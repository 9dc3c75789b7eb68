//! NUM identifiers and addresses.
//!
//! An [Identifier] is what a user wants to look up: a domain name, an email
//! address, or a URL. Constructing one is the only place where the raw
//! string is normalized, so every identifier value is already in the form
//! used to derive DNS names:
//!
//! * schemes, `www.`, ports, queries, and fragments are removed,
//! * each non-ASCII label of the domain is converted into an A-label,
//! * the path becomes the _branch,_ its segments reversed and joined with
//!   dots.
//!
//! A [NumAddress] is an identifier together with the module number, written
//! as `num://[local@]domain[:module][/path]` or without the scheme.

#![warn(missing_docs)]

use crate::error::Error;
use crate::idn;
use std::fmt;
use std::str::FromStr;

//------------ Limits --------------------------------------------------------

/// The maximum length of a domain name in octets.
const MAX_DOMAIN_LEN: usize = 253;

/// The maximum length of a label in octets.
const MAX_LABEL_LEN: usize = 63;

/// The maximum length of the local part of an email address in octets.
const MAX_LOCAL_PART_LEN: usize = 64;

/// The schemes removed from raw identifiers.
const SCHEMES: [&str; 3] = ["http://", "https://", "num://"];

//------------ Kind ----------------------------------------------------------

/// The kind of an identifier.
#[derive(Clone, Copy, Debug, Eq, Hash, PartialEq)]
pub enum Kind {
    /// A domain name, possibly followed by a path.
    Domain,

    /// An email address.
    Email,

    /// An HTTP or HTTPS URL.
    Url,
}

//------------ Identifier ----------------------------------------------------

/// A normalized NUM identifier.
#[derive(Clone, Debug, Eq, Hash, PartialEq)]
pub struct Identifier {
    /// What kind of identifier this is.
    kind: Kind,

    /// The ASCII domain without `www.` and without surrounding dots.
    domain: String,

    /// The local part of an email address.
    local_part: Option<String>,

    /// The reversed, dot separated path, if there is one.
    branch: Option<String>,
}

impl Identifier {
    /// Parses and normalizes a raw identifier.
    pub fn parse(raw: &str) -> Result<Self, Error> {
        let raw = raw.trim();
        if raw.is_empty() {
            return Err(Error::InvalidIdentifier(raw.into()));
        }
        let is_http = raw
            .get(..4)
            .map_or(false, |prefix| prefix.eq_ignore_ascii_case("http"));
        let rest = strip_query(strip_scheme(raw));
        let (authority, path) = match rest.find('/') {
            Some(pos) => rest.split_at(pos),
            None => (rest, ""),
        };

        let (kind, local_part, host) = match authority.split_once('@') {
            Some((local, host)) => {
                (Kind::Email, Some(normalize_local_part(local, raw)?), host)
            }
            None if is_http => (Kind::Url, None, authority),
            None => (Kind::Domain, None, authority),
        };

        let branch = match kind {
            Kind::Email => email_branch(path, raw)?,
            _ => normalize_branch(path, raw)?,
        };
        Ok(Identifier {
            kind,
            domain: normalize_domain(host, raw)?,
            local_part,
            branch,
        })
    }

    /// Returns the kind of the identifier.
    pub fn kind(&self) -> Kind {
        self.kind
    }

    /// Returns whether this is an email address.
    pub fn is_email(&self) -> bool {
        self.kind == Kind::Email
    }

    /// Returns the normalized domain.
    pub fn domain(&self) -> &str {
        &self.domain
    }

    /// Returns the local part of an email address.
    pub fn local_part(&self) -> Option<&str> {
        self.local_part.as_deref()
    }

    /// Returns the branch, i.e., the reversed and dot separated path.
    pub fn branch(&self) -> Option<&str> {
        self.branch.as_deref()
    }

    /// Returns whether the identifier has no branch.
    pub fn is_root(&self) -> bool {
        self.branch.is_none()
    }

    /// Returns the branch as a path.
    ///
    /// A root identifier has the path `/`.
    pub fn path(&self) -> String {
        branch_to_path(self.branch.as_deref())
    }
}
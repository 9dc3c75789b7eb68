//! Resolving relative redirect paths.

use crate::error::Error;

/// Resolves a redirect path against a base path.
///
/// A redirect starting with `/` replaces the base. Otherwise it is appended
/// to the base. The combined path is then walked segment by segment: `..`
/// removes the previous segment, `.` and empty segments are skipped. Going
/// above the root is an error.
///
/// The result always starts with a `/` and never ends with one unless it
/// is the root itself.
pub fn resolve(base: &str, redirect: &str) -> Result<String, Error> {
    let base = base.strip_suffix('/').unwrap_or(base);
    let combined = if redirect.starts_with('/') {
        redirect.to_string()
    } else {
        format!("{base}/{redirect}")
    };

    let mut stack: Vec<&str> = Vec::new();
    for segment in combined.split('/') {
        match segment {
            "" | "." => {}
            ".." => {
                if stack.pop().is_none() {
                    return Err(Error::RootEscape(combined.clone()));
                }
            }
            segment => stack.push(segment),
        }
    }
    Ok(format!("/{}", stack.join("/")))
}

//============ Tests =========================================================
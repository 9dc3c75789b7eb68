//! Interpreting NUM records.
//!
//! Turning a NUM record into its final structured form is left to an
//! implementation of the [Interpret] trait. Besides the interpreted record
//! the interpreter can ask the resolver to look somewhere else by returning
//! one of the two redirect kinds.
//!
//! [Passthrough] is a minimal interpreter that returns records unchanged
//! apart from undoing legacy escapes, and recognizes `@R` redirects.

use crate::error::Error;
use crate::record::replace_legacy_escapes;

//------------ Interpretation ------------------------------------------------

/// The outcome of interpreting a NUM record.
#[derive(Clone, Debug, Eq, PartialEq)]
pub enum Interpretation {
    /// The interpreted record.
    Record(String),

    /// Start over at the independent location of a new target.
    ///
    /// The target is either a NUM address with a module number or a path
    /// relative to the current location.
    LookupRedirect(String),

    /// Look at a different path of the current location.
    QueryRedirect(String),
}

//------------ Interpret -----------------------------------------------------

/// A record interpreter.
pub trait Interpret: Send + Sync {
    /// Interprets a NUM record.
    fn interpret(&self, record: &str) -> Result<Interpretation, Error>;
}

impl<T: Interpret + ?Sized> Interpret for std::sync::Arc<T> {
    fn interpret(&self, record: &str) -> Result<Interpretation, Error> {
        (**self).interpret(record)
    }
}

impl<T: Interpret + ?Sized> Interpret for Box<T> {
    fn interpret(&self, record: &str) -> Result<Interpretation, Error> {
        (**self).interpret(record)
    }
}

//------------ Passthrough ---------------------------------------------------

/// An interpreter that returns records as they are.
#[derive(Clone, Copy, Debug, Default)]
pub struct Passthrough;

/// The key of a lookup redirect.
const REDIRECT_KEY: &str = "@R=";

impl Interpret for Passthrough {
    fn interpret(&self, record: &str) -> Result<Interpretation, Error> {
        let record = replace_legacy_escapes(record);
        if let Some(pos) = record.find(REDIRECT_KEY) {
            let value = &record[pos + REDIRECT_KEY.len()..];
            let end = value.find([';', ')']).unwrap_or(value.len());
            let target = value[..end].trim().trim_matches('`');
            if target.is_empty() {
                return Err(Error::BadRecord(record.clone()));
            }
            return Ok(Interpretation::LookupRedirect(target.into()));
        }
        Ok(Interpretation::Record(record))
    }
}

//============ Tests =========================================================
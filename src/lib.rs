//! A client for the NUM protocol.
//!
//! NUM publishes structured records about domains, email addresses, and
//! URLs as TXT records in the DNS. This crate finds those records: given an
//! identifier and a module number it derives the DNS names where a record
//! may live, queries them in order, reassembles records that were split
//! over several TXT records, follows redirects, and, if asked to, talks to
//! the populator service which creates records on demand.
//!
//! # Modules
//!
//! * [identifier] parses and normalizes identifiers and NUM addresses,
//! * [location] derives the DNS names of the places a record may live,
//! * [record] reassembles records from TXT answers,
//! * [resolver] contains the resolution state machine, and
//! * [client] runs resolutions on a background task.
//!
//! The DNS transport and the interpretation of records are pluggable via
//! the [TxtLookup] and [Interpret] traits.
//!
//! # Reference of Feature Flags
//!
//! * `resolv`: Enables [dns::StubLookup], a DNS transport based on the stub
//!   resolver of the [domain](https://github.com/NLnetLabs/domain) crate,
//!   and `Client::new`. This feature is enabled by default.
//! * `logging`: Enables the `logging` module for setting up a
//!   [tracing](https://github.com/tokio-rs/tracing) subscriber.
//! * `serde`: Allows reading a [Config] with
//!   [serde](https://serde.rs/).

#![cfg_attr(docsrs, feature(doc_cfg))]

pub mod cache;
pub mod client;
pub mod config;
pub mod dns;
pub mod error;
pub mod hash;
pub mod identifier;
pub mod idn;
pub mod interpret;
pub mod location;
#[cfg(feature = "logging")]
pub mod logging;
pub mod path;
pub mod populator;
pub mod record;
pub mod resolver;

pub use self::client::{Client, Pending};
pub use self::config::Config;
pub use self::dns::{TxtAnswer, TxtLookup};
pub use self::error::Error;
pub use self::identifier::{Identifier, Kind, NumAddress};
pub use self::interpret::{Interpret, Interpretation, Passthrough};
pub use self::location::{Location, LocationGenerator, LocationSet};
pub use self::resolver::{Context, Handler, Resolved, Resolver};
-*-
> **Work request**
Wherever the string "reassembles" is found in the listing above, copy the line that contains it.

> **Solution to the exercise**
//! may live, queries them in order, reassembles records that were split
//! * [record] reassembles records from TXT answers,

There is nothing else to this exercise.